31. The aforesaid decision in Rajendra Prasad case has to be appropriately understood. It reiterates the principle stated in Mohanlal Shamji Soni’s case. It has only explained the sphere of lacuna by elaborating the same which has taken place due to oversight and non-production of material evidence due to inadvertence. It is significant to note that it has also reiterated the principle that such evidence is necessary for a just decision by the Court.
32. In U.T. of Dadra & Nagar Haveli and another v. Fatehsinh Mohansinh Chauhan (2006) 7 SCC 529, the Court was dealing with an order passed by the High court whereby it had allowed the revision and set aside the order passed by the learned trial judge who had exercised the power under Section 311 CrPC to summon certain witnesses.
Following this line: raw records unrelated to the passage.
//! Page fetcher for the public Spaarnelanden container map.

use std::time::Duration;

use async_trait::async_trait;
use reqwest::{Client, RequestBuilder};
use tracing::debug;

use spaarnelanden_core::ports::{PagePort, PortError};

/// Page that embeds the container model.
pub const DEFAULT_URL: &str = "https://inzameling.spaarnelanden.nl/";

/// Upper bound for a single page request.
pub const DEFAULT_TIMEOUT: Duration = Duration::from_secs(30);

/// Fetches the map page over HTTP.
pub struct WebPagePort {
    client: Client,
    url: String,
    timeout: Duration,
}

impl WebPagePort {
    /// Create a port for the public page bound to the given HTTP client.
    #[must_use]
    pub fn new(client: Client) -> Self {
        Self {
            client,
            url: DEFAULT_URL.to_owned(),
            timeout: DEFAULT_TIMEOUT,
        }
    }

    /// Fetch from another location, e.g. a mirror.
    #[must_use]
    pub fn with_url<S: Into<String>>(mut self, url: S) -> Self {
        self.url = url.into();
        self
    }

    /// Replace the per-request timeout.
    #[must_use]
    pub fn with_timeout(mut self, timeout: Duration) -> Self {
        self.timeout = timeout;
        self
    }

    /// Location that is fetched.
    #[must_use]
    pub fn url(&self) -> &str {
        &self.url
    }
}

#[async_trait]
impl PagePort for WebPagePort {
    async fn fetch(&self) -> Result<String, PortError> {
        debug!(url = %self.url, "requesting container page");
        let req = self.client.get(&self.url).timeout(self.timeout);
        fetch_text(req).await
    }
}

// Small helper to fetch a body as text with status handling.
async fn fetch_text(req: RequestBuilder) -> Result<String, PortError> {
    req.send()
        .await
        .map_err(PortError::from)?
        .error_for_status()
        .map_err(PortError::from)?
        .text()
        .await
        .map_err(PortError::from)
}
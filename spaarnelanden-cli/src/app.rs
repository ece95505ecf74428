use std::future::Future;
use std::sync::Arc;

use chrono::Local;
use spaarnelanden_core::{
    cache::RefreshCache,
    config::TrackerConfig,
    coordinator::UpdateCoordinator,
    model::ContainerReading,
    ports::{DatasetConsumer, PagePort, RefreshOutcome},
    view::ContainerView,
};
use tracing::{info, warn};

/// Host side of the sensors: owns the views and drives the coordinator.
pub(crate) struct App {
    coordinator: Arc<UpdateCoordinator>,
    views: Vec<Arc<ContainerView>>,
}

impl App {
    pub(crate) fn new(port: Arc<dyn PagePort>, config: &TrackerConfig) -> Self {
        let cache = RefreshCache::new(port, config.cache_ttl());
        let coordinator = Arc::new(UpdateCoordinator::new(cache, config.refresh_interval()));
        let views = config
            .containers()
            .iter()
            .cloned()
            .map(|id| Arc::new(ContainerView::new(id)))
            .collect();

        Self { coordinator, views }
    }

    /// Register every view, then the reporter so it logs after the views were updated.
    pub(crate) async fn start(&self) {
        for view in &self.views {
            self.coordinator
                .register(Arc::clone(view) as Arc<dyn DatasetConsumer>)
                .await;
        }

        let reporter = Reporter {
            views: self.views.clone(),
        };
        self.coordinator.register(Arc::new(reporter)).await;
    }

    pub(crate) fn readings(&self) -> Vec<ContainerReading> {
        self.views.iter().map(|view| view.reading()).collect()
    }

    pub(crate) async fn run<F>(&self, shutdown: F)
    where
        F: Future<Output = ()>,
    {
        Arc::clone(&self.coordinator).run(shutdown).await;
    }
}

/// Logs every tracked reading after each refresh.
struct Reporter {
    views: Vec<Arc<ContainerView>>,
}

impl DatasetConsumer for Reporter {
    fn refresh(&self, outcome: RefreshOutcome<'_>) {
        if let RefreshOutcome::Failed(err) = outcome {
            warn!(%err, "showing last known readings");
        }

        for view in &self.views {
            let reading = view.reading();
            let last_emptied = reading
                .attributes
                .as_ref()
                .and_then(|attributes| attributes.last_emptied)
                .map(|at| at.with_timezone(&Local).format("%d.%m.%Y %H:%M").to_string());
            let container_type = reading
                .attributes
                .as_ref()
                .map(|attributes| attributes.container_type.as_str());

            info!(
                container = %reading.registration_id,
                fill_degree = reading.state,
                available = reading.available,
                fresh = reading.fresh,
                out_of_use = reading.attributes.as_ref().map(|attributes| attributes.out_of_use),
                container_type,
                last_emptied = last_emptied.as_deref(),
                "container reading"
            );
        }
    }
}
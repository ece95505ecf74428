//! Traits describing the fetcher and consumer seams plus the shared error types.

use std::sync::Arc;

use async_trait::async_trait;
use reqwest::Error as ReqwestError;
use serde_json::Error as JsonError;

use crate::model::{ContainerDataset, RegistrationId};

#[derive(thiserror::Error, Debug)]
/// Errors that can occur while refreshing or reading container data.
pub enum PortError {
    /// Transport failure, timeout, or non-success HTTP status.
    #[error("Network error: {0}")]
    Network(#[from] ReqwestError),
    /// The page no longer has the expected structure.
    #[error("Parse error: {0}")]
    Parse(#[from] ParseError),
    /// Container is not part of an otherwise valid dataset.
    #[error("Container not found: {0}")]
    ContainerNotFound(RegistrationId),
}

#[derive(thiserror::Error, Debug)]
/// Whole-page extraction failures. Any of these aborts the refresh.
pub enum ParseError {
    /// No `#MapPartial` element, or no script inside it.
    #[error("script-not-found")]
    ScriptNotFound,
    /// The script does not assign the container model.
    #[error("payload-not-found")]
    PayloadNotFound,
    /// The container model is not a JSON array.
    #[error("invalid-json: {0}")]
    InvalidJson(#[from] JsonError),
}

#[derive(thiserror::Error, Debug, Clone, PartialEq, Eq)]
/// Problem with a single record. Absorbed during extraction, never fails a batch.
pub enum RecordError {
    /// The last-emptied field did not carry a usable `Date(<millis>)` literal.
    #[error("bad-timestamp for {registration_id}: {raw:?}")]
    BadTimestamp {
        /// Record the value belongs to.
        registration_id: RegistrationId,
        /// Value as found on the page.
        raw: Option<String>,
    },
    /// A field had a type the record cannot use; its default was taken instead.
    #[error("bad-field {field} for {registration_id}")]
    BadField {
        /// Record the value belongs to.
        registration_id: RegistrationId,
        /// Wire name of the field.
        field: &'static str,
    },
    /// Entry without a string registration number, skipped.
    #[error("missing-registration at index {index}")]
    MissingRegistration {
        /// Position in the container model.
        index: usize,
    },
}

#[async_trait]
/// Source of the raw page text.
pub trait PagePort: Send + Sync {
    /// Perform one request for the page.
    ///
    /// # Errors
    ///
    /// Returns [`PortError::Network`] on connection failure, timeout or a non-success status.
    async fn fetch(&self) -> Result<String, PortError>;
}

#[derive(Debug, Clone, Copy)]
/// Result of a refresh as delivered to consumers.
pub enum RefreshOutcome<'outcome> {
    /// A new dataset replaced the previous one.
    Updated(&'outcome Arc<ContainerDataset>),
    /// The refresh failed; the previous dataset, if any, is still current.
    Failed(&'outcome PortError),
}

/// Anything that wants to hear about refreshes, typically a [`crate::view::ContainerView`].
pub trait DatasetConsumer: Send + Sync {
    /// Receive the outcome of the latest refresh.
    fn refresh(&self, outcome: RefreshOutcome<'_>);
}
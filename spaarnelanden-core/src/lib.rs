//! Core types and refresh machinery for the Spaarnelanden container sensors.

/// Refresh cache with a time-to-live in front of the page fetch.
pub mod cache;
/// Tracker configuration.
pub mod config;
/// Refresh scheduling and fan-out to consumers.
pub mod coordinator;
/// Extraction of the container model from the map page.
pub mod extract;
/// Domain models and identifiers.
pub mod model;
/// Traits describing the fetcher and consumer seams.
pub mod ports;
/// Per-container views.
pub mod view;

#[cfg(test)]
mod testing;

pub use cache::*;
pub use config::*;
pub use coordinator::*;
pub use extract::*;
pub use model::*;
pub use ports::*;
pub use view::*;
//! Single-slot, time-to-live cache in front of the page fetch.

use std::sync::Arc;

use chrono::{DateTime, TimeDelta, Utc};
use tokio::sync::Mutex;
use tracing::debug;

use crate::extract::extract;
use crate::model::ContainerDataset;
use crate::ports::{PagePort, PortError};

/// Dataset together with the moment it was requested.
#[derive(Debug, Clone)]
struct CacheEntry {
    dataset: Arc<ContainerDataset>,
    fetched_at: DateTime<Utc>,
}

/// Outcome of the most recent fetch when it failed.
#[derive(Debug, Clone)]
struct FailedFetch {
    err: Arc<PortError>,
    requested_at: DateTime<Utc>,
}

#[derive(Debug, Default)]
struct Slot {
    entry: Option<CacheEntry>,
    failure: Option<FailedFetch>,
}

impl Slot {
    /// Error of a failed fetch that was requested no earlier than `now`.
    fn failure_since(&self, now: DateTime<Utc>) -> Option<Arc<PortError>> {
        self.failure
            .as_ref()
            .filter(|failure| failure.requested_at >= now)
            .map(|failure| Arc::clone(&failure.err))
    }
}

/// Fetch + extract behind a time-to-live.
///
/// The slot is guarded by an async mutex that stays locked for the whole
/// fetch, so callers arriving while a fetch is running wait for it and then
/// get its result instead of starting a second request. That holds for
/// failures too: a waiter whose request time is not later than the failed
/// fetch gets the same error. Dropping a pending call leaves the previous
/// entry in place.
pub struct RefreshCache {
    port: Arc<dyn PagePort>,
    ttl: TimeDelta,
    slot: Mutex<Slot>,
}

impl RefreshCache {
    /// Create an empty cache over `port`.
    #[must_use]
    pub fn new(port: Arc<dyn PagePort>, ttl: TimeDelta) -> Self {
        Self {
            port,
            ttl,
            slot: Mutex::new(Slot::default()),
        }
    }

    /// Request time of the cached dataset, if there is one.
    pub async fn fetched_at(&self) -> Option<DateTime<Utc>> {
        self.slot
            .lock()
            .await
            .entry
            .as_ref()
            .map(|entry| entry.fetched_at)
    }

    /// Return the cached dataset, fetching a new one when it is missing or at least `ttl` old.
    ///
    /// # Errors
    ///
    /// Propagates fetch and extraction failures. The previous entry is kept in that case.
    pub async fn get(
        &self,
        now: DateTime<Utc>,
    ) -> Result<Arc<ContainerDataset>, Arc<PortError>> {
        let mut slot = self.slot.lock().await;

        if let Some(entry) = slot.entry.as_ref()
            && now - entry.fetched_at < self.ttl
        {
            debug!(
                age_secs = (now - entry.fetched_at).num_seconds(),
                "serving cached container data"
            );
            return Ok(Arc::clone(&entry.dataset));
        }
        if let Some(err) = slot.failure_since(now) {
            debug!(%err, "sharing the failure of the fetch just made");
            return Err(err);
        }

        self.fill(&mut slot, now).await
    }

    /// Fetch regardless of age.
    ///
    /// Callers that queued up behind a fetch requested at or after `now`
    /// reuse that result, whether it succeeded or failed.
    ///
    /// # Errors
    ///
    /// Propagates fetch and extraction failures. The previous entry is kept in that case.
    pub async fn refetch(
        &self,
        now: DateTime<Utc>,
    ) -> Result<Arc<ContainerDataset>, Arc<PortError>> {
        let mut slot = self.slot.lock().await;

        if let Some(entry) = slot.entry.as_ref()
            && entry.fetched_at >= now
        {
            return Ok(Arc::clone(&entry.dataset));
        }
        if let Some(err) = slot.failure_since(now) {
            return Err(err);
        }

        self.fill(&mut slot, now).await
    }

    async fn fill(
        &self,
        slot: &mut Slot,
        now: DateTime<Utc>,
    ) -> Result<Arc<ContainerDataset>, Arc<PortError>> {
        debug!("fetching container page");
        match self.fetch_dataset().await {
            Ok(dataset) => {
                slot.entry = Some(CacheEntry {
                    dataset: Arc::clone(&dataset),
                    fetched_at: now,
                });
                slot.failure = None;
                Ok(dataset)
            }
            Err(err) => {
                let err = Arc::new(err);
                slot.failure = Some(FailedFetch {
                    err: Arc::clone(&err),
                    requested_at: now,
                });
                Err(err)
            }
        }
    }

    async fn fetch_dataset(&self) -> Result<Arc<ContainerDataset>, PortError> {
        let page = self.port.fetch().await?;
        Ok(Arc::new(extract(&page)?))
    }
}
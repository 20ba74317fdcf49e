// src/analyzer.rs
//! End-to-end résumé analysis over one text snapshot.

use tracing::info;

use crate::advisor;
use crate::extractor;
use crate::scoring;
use crate::types::AnalysisResult;

/// Analyze résumé text, optionally against a job description.
///
/// Pure over its inputs: the same text snapshot always yields the same
/// result. Degenerate input still produces a complete, well-shaped result
/// with default fields and floor scores. An empty job description is treated
/// the same as none.
pub fn analyze_resume(text: &str, job_description: Option<&str>) -> AnalysisResult {
    let profile = extractor::extract(text);
    let section_scores = scoring::score_sections(&profile);

    let word_count = scoring::word_count(text);
    let word_count_score = scoring::word_count_score(word_count);
    let grammar_errors = scoring::grammar_error_count(text);
    let grammar_score = scoring::grammar_score(grammar_errors);
    let missing_fields = scoring::missing_field_count(&profile);
    let final_score = scoring::final_score(word_count_score, missing_fields, grammar_score);

    let advice = advisor::advise(&profile, text, job_description);

    info!(
        word_count,
        missing_fields, grammar_errors, final_score, "resume analysis complete"
    );

    AnalysisResult {
        profile,
        section_scores,
        final_score,
        word_count,
        word_count_score,
        grammar_errors,
        grammar_score,
        missing_fields,
        strengths: advice.strengths,
        weaknesses: advice.weaknesses,
        suggestions: advice.suggestions,
        missing_keywords: advice.missing_keywords,
    }
}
The Court referred to the earlier authorities and ruled that it is well settled that the exercise of power under Section 311 CrPC should be resorted to only with the object of finding out the truth or obtaining proper proof of such facts which lead to a just and correct decision of the case, as it is the primary duty of a criminal court. Calling a witness or re-examining a witness already examined for the purpose of finding out the truth in order to enable the court to arrive at a just decision of the case cannot be dubbed as “filling in a lacuna in the prosecution case” unless the facts and circumstances of the case make it apparent that the exercise of power by the court would result in causing serious prejudice to the accused resulting in miscarriage of justice. Be it stated, in the said case the court came to held that summoning of the witnesses was necessary for just and fair decision of the case and accordingly it allowed the appeal and set aside the order passed by the High court.
33. In Rajaram Prasad Yadav v. State of Bihar and another (2013) 14 SCC 461 the Court after referring to Section 311 CrPC and Section 138 of the Evidence Act observed that Section 311 CrPC vest widest powers in the court when it comes to the issue of summoning a witness or to recall or reexamine any witness already examined. Analysing further with regard to “trial”, “proceeding”, “person already examined”, the Court ruled that invocation of Section 311 CrPC and its application in a particular case can be ordered by the court, only by bearing in mind the object and purport of the said provision, namely, for achieving a just decision of the case. The Court observed that the power vested under the said provision is made available to any court at any stage in any inquiry or trial or other proceeding initiated under the Code for the purpose of summoning any person as a witness or for examining any person in attendance, even though not summoned as witness or to recall or re-examine any person already examined. Insofar as recalling and re-examination of any person already examined is concerned, the court must necessarily consider and ensure that such recall and reexamination of any person, appears in the view of the court to be essential for the just decision of the case. The learned Judges further ruled that the paramount requirement is just decision and for that purpose the essentiality of a person to be recalled and re-examined has to be ascertained. It was also stated that while such a widest power is invested with the court, exercise of such power should be made judicially and also with extreme care and caution.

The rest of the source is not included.